Exercise>
Your task is to copy each line of the material below that includes "connection".

Listed entries>
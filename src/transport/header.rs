//! Framed-socket record header
//!
//! Every record on a helper socket starts with this 48-byte little-endian
//! header, followed by `size` body bytes. The `reserved` words carry
//! out-of-band fields that each adapter interprets for itself (the HDMI
//! monitor packs connection state and resolution there; the encoder leaves
//! them zero).

/// Encoded header length in bytes.
pub const FRAME_HEADER_LEN: usize = 48;

/// Upper bound for a record body. Larger sizes are logged and skipped
/// without dropping the connection.
pub const MAX_FRAME_BODY: u32 = 1024 * 1024;

/// Record header preceding every framed-socket body.
#[derive(Debug, Clone, Copy, Default, PartialEq, Eq)]
pub struct FrameHeader {
    /// Per-connection record counter
    pub id: u32,
    /// Body length in bytes; 0 means the record has no body
    pub size: u32,
    /// Sender wall clock in microseconds
    pub timestamp: u64,
    /// Adapter-specific out-of-band fields
    pub reserved: [u32; 8],
}

impl FrameHeader {
    /// Parse a header from exactly [`FRAME_HEADER_LEN`] bytes.
    pub fn parse(buf: &[u8; FRAME_HEADER_LEN]) -> Self {
        let mut reserved = [0u32; 8];
        for (i, slot) in reserved.iter_mut().enumerate() {
            let offset = 16 + i * 4;
            *slot = u32::from_le_bytes(buf[offset..offset + 4].try_into().unwrap());
        }

        Self {
            id: u32::from_le_bytes(buf[0..4].try_into().unwrap()),
            size: u32::from_le_bytes(buf[4..8].try_into().unwrap()),
            timestamp: u64::from_le_bytes(buf[8..16].try_into().unwrap()),
            reserved,
        }
    }

    /// Encode the header to its wire form.
    pub fn encode(&self) -> [u8; FRAME_HEADER_LEN] {
        let mut buf = [0u8; FRAME_HEADER_LEN];

        buf[0..4].copy_from_slice(&self.id.to_le_bytes());
        buf[4..8].copy_from_slice(&self.size.to_le_bytes());
        buf[8..16].copy_from_slice(&self.timestamp.to_le_bytes());
        for (i, word) in self.reserved.iter().enumerate() {
            let offset = 16 + i * 4;
            buf[offset..offset + 4].copy_from_slice(&word.to_le_bytes());
        }

        buf
    }
}

#[cfg(test)]
mod tests {
    use super::*;

    #[test]
    fn test_encode_parse_round_trip() {
        let header = FrameHeader {
            id: 7,
            size: 0x0001_0000,
            timestamp: 1_700_000_000_123_456,
            reserved: [2, 1920, 1080, 0, 0, 0, 0, u32::MAX],
        };

        assert_eq!(FrameHeader::parse(&header.encode()), header);
    }

    #[test]
    fn test_zero_header() {
        let parsed = FrameHeader::parse(&[0u8; FRAME_HEADER_LEN]);
        assert_eq!(parsed, FrameHeader::default());
    }

    #[test]
    fn test_field_offsets() {
        let header = FrameHeader {
            id: 0x04030201,
            size: 0x08070605,
            timestamp: 0x100f_0e0d_0c0b_0a09,
            reserved: [0x14131211, 0, 0, 0, 0, 0, 0, 0],
        };

        let buf = header.encode();
        assert_eq!(&buf[0..4], &[0x01, 0x02, 0x03, 0x04]);
        assert_eq!(&buf[4..8], &[0x05, 0x06, 0x07, 0x08]);
        assert_eq!(&buf[8..16], &[0x09, 0x0a, 0x0b, 0x0c, 0x0d, 0x0e, 0x0f, 0x10]);
        assert_eq!(&buf[16..20], &[0x11, 0x12, 0x13, 0x14]);
    }
}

Response to this exercise>
//! monitor packs connection state and resolution there; the encoder leaves
/// without dropping the connection.
    /// Per-connection record counter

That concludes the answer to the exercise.